Dick - what a great car. As a past owner you can really appreciate the 2CV. They are as big an icon as the "T" is in the USA. When we drive our 2CV the locals all wave, but they mostly ignore the "T". Not their heritage I guess
one of my cars today :-)
I had a 2cv once. Wouldn't start if the day was remotely dampish. 60mpg? no chance, had to be driven at full throttle at all times to maintain any progress whatsoever. Devil machines.
The camionette version is usually known as the Van Ordinaire.
French automakers have always been industry leaders in ugly.
Burger if you got nothing good to say then you might as well say nothing at all.
If I ever win the lottery, one of the first cars I will buy is another 2CV...
I hope you win it, Dick.
From your mouth to God's ear, Mike....
If I do, I'll drive the 2CV to Arkansas and give you a ride.
Good morning, many of us love the 2CV. She was popular with students. Now, many are graduated and go for the good old days still 2CV. Maybe just as a second car. But the Model T Ford is better to classes.
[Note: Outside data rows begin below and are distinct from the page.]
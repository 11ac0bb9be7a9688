//! Directional movement indicators (+DI / -DI, Wilder).
//!
//! +DM[t] = high[t] - high[t-1] when that exceeds both the downward move
//! and zero, else 0 (symmetric for -DM). The DIs are the Wilder-smoothed
//! DM series normalized by the smoothed true range, scaled to [0, 100].
//!
//! Both sides are exposed as separate Indicator instances sharing the same
//! computation. Lookback: period.

use crate::domain::Candle;
use crate::indicators::wilder::{true_range, wilder_smooth};
use crate::indicators::Indicator;

/// Which directional indicator to compute.
#[derive(Debug, Clone, Copy, PartialEq, Eq)]
pub enum DiSide {
    Plus,
    Minus,
}

#[derive(Debug, Clone)]
pub struct DirectionalIndex {
    period: usize,
    side: DiSide,
    name: String,
}

impl DirectionalIndex {
    fn new(period: usize, side: DiSide) -> Self {
        assert!(period >= 1, "DI period must be >= 1");
        let prefix = match side {
            DiSide::Plus => "plus_di",
            DiSide::Minus => "minus_di",
        };
        Self {
            period,
            side,
            name: format!("{prefix}_{period}"),
        }
    }

    pub fn plus(period: usize) -> Self {
        Self::new(period, DiSide::Plus)
    }

    pub fn minus(period: usize) -> Self {
        Self::new(period, DiSide::Minus)
    }
}

/// Raw +DM and -DM series. Index 0 is NaN (no previous candle).
fn directional_movement(candles: &[Candle]) -> (Vec<f64>, Vec<f64>) {
    let n = candles.len();
    let mut plus_dm = vec![f64::NAN; n];
    let mut minus_dm = vec![f64::NAN; n];

    for i in 1..n {
        let up = candles[i].high - candles[i - 1].high;
        let down = candles[i - 1].low - candles[i].low;

        if up.is_nan() || down.is_nan() {
            continue;
        }

        plus_dm[i] = if up > down && up > 0.0 { up } else { 0.0 };
        minus_dm[i] = if down > up && down > 0.0 { down } else { 0.0 };
    }

    (plus_dm, minus_dm)
}

/// Smoothed +DI and -DI series, shared by both DI sides and by ADX.
pub(crate) fn smoothed_di(candles: &[Candle], period: usize) -> (Vec<f64>, Vec<f64>) {
    let n = candles.len();
    let (plus_dm, minus_dm) = directional_movement(candles);
    let smooth_tr = wilder_smooth(&true_range(candles), period);
    let smooth_plus = wilder_smooth(&plus_dm, period);
    let smooth_minus = wilder_smooth(&minus_dm, period);

    let mut plus_di = vec![f64::NAN; n];
    let mut minus_di = vec![f64::NAN; n];

    for i in 0..n {
        let tr = smooth_tr[i];
        if tr.is_nan() || smooth_plus[i].is_nan() || smooth_minus[i].is_nan() || tr == 0.0 {
            continue;
        }
        plus_di[i] = 100.0 * smooth_plus[i] / tr;
        minus_di[i] = 100.0 * smooth_minus[i] / tr;
    }

    (plus_di, minus_di)
}

impl Indicator for DirectionalIndex {
    fn name(&self) -> &str {
        &self.name
    }

    fn lookback(&self) -> usize {
        self.period
    }

    fn compute(&self, candles: &[Candle]) -> Vec<f64> {
        let (plus_di, minus_di) = smoothed_di(candles, self.period);
        match self.side {
            DiSide::Plus => plus_di,
            DiSide::Minus => minus_di,
        }
    }
}
//! Native allocators

// Imports
use {
	crate::region::AllocationError,
	std::{
		alloc::{self, Layout},
		cell::Cell,
		ptr::NonNull,
		rc::Rc,
	},
};

/// Native allocator.
///
/// Provides raw memory to the strategies. Memory isn't zero-filled unless requested.
pub trait NativeAllocator {
	/// Allocates memory for `layout`, zero-filling it if `zeroed`.
	fn allocate(&self, layout: Layout, zeroed: bool) -> Result<NonNull<u8>, AllocationError>;

	/// Frees memory.
	///
	/// # Safety
	/// `ptr` must have been returned by [`Self::allocate`] on this allocator with `layout`,
	/// and must not have been freed yet.
	unsafe fn free(&self, ptr: NonNull<u8>, layout: Layout);
}

/// System allocator
#[derive(Clone, Copy, Default, Debug)]
pub struct SystemAllocator;

impl NativeAllocator for SystemAllocator {
	fn allocate(&self, layout: Layout, zeroed: bool) -> Result<NonNull<u8>, AllocationError> {
		if layout.size() == 0 {
			return Err(AllocationError::InvalidLayout { size: 0 });
		}

		// SAFETY: `layout` has a non-zero size
		let ptr = unsafe {
			match zeroed {
				true => alloc::alloc_zeroed(layout),
				false => alloc::alloc(layout),
			}
		};

		NonNull::new(ptr).ok_or(AllocationError::OutOfMemory { size: layout.size() })
	}

	unsafe fn free(&self, ptr: NonNull<u8>, layout: Layout) {
		alloc::dealloc(ptr.as_ptr(), layout);
	}
}

/// Tracking allocator.
///
/// Counts all allocations and frees made through it (and all of its clones),
/// and may be told to fail all allocations.
#[derive(Clone, Debug)]
pub struct TrackingAllocator<A = SystemAllocator> {
	/// Inner allocator
	inner: A,

	/// Counters, shared between clones
	counters: Rc<Counters>,
}

#[derive(Default, Debug)]
struct Counters {
	allocations: Cell<usize>,
	frees:       Cell<usize>,
	failures:    Cell<usize>,
	fail:        Cell<bool>,
}

impl TrackingAllocator {
	/// Creates a tracking allocator over the system allocator
	pub fn new() -> Self {
		Self::with_inner(SystemAllocator)
	}

	/// Creates a tracking allocator that fails every allocation
	pub fn failing() -> Self {
		let allocator = Self::new();
		allocator.set_fail(true);
		allocator
	}
}

impl Default for TrackingAllocator {
	fn default() -> Self {
		Self::new()
	}
}

impl<A> TrackingAllocator<A> {
	/// Creates a tracking allocator over `inner`
	pub fn with_inner(inner: A) -> Self {
		Self {
			inner,
			counters: Rc::new(Counters::default()),
		}
	}

	/// Sets whether all allocations should fail
	pub fn set_fail(&self, fail: bool) {
		self.counters.fail.set(fail);
	}

	/// Returns the number of successful allocations
	pub fn allocations(&self) -> usize {
		self.counters.allocations.get()
	}

	/// Returns the number of frees
	pub fn frees(&self) -> usize {
		self.counters.frees.get()
	}

	/// Returns the number of failed allocations
	pub fn failures(&self) -> usize {
		self.counters.failures.get()
	}

	/// Returns the number of allocations not yet freed
	pub fn live(&self) -> usize {
		self.allocations() - self.frees()
	}
}

impl<A: NativeAllocator> NativeAllocator for TrackingAllocator<A> {
	fn allocate(&self, layout: Layout, zeroed: bool) -> Result<NonNull<u8>, AllocationError> {
		let res = match self.counters.fail.get() {
			true => Err(AllocationError::OutOfMemory { size: layout.size() }),
			false => self.inner.allocate(layout, zeroed),
		};

		match res {
			Ok(_) => self.counters.allocations.set(self.counters.allocations.get() + 1),
			Err(_) => self.counters.failures.set(self.counters.failures.get() + 1),
		}

		res
	}

	unsafe fn free(&self, ptr: NonNull<u8>, layout: Layout) {
		assert!(self.live() > 0, "Freed more memory than was allocated");
		self.counters.frees.set(self.counters.frees.get() + 1);
		self.inner.free(ptr, layout);
	}
}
If I still lived in Holland, I would probably have one. The son of a friend owns a business that buys, sells and repairs them. This is a photo I took there in 2006.
Here is his website, if you're ever in the market. (Apparently the English version hasn't been done yet. Don't bother to click on it....)
Very good, I listed the link in my favourites. Nice picture! If the cars are restored with original parts properly done you won`t have any problems even when used on a daily basis, provided you do the servicing.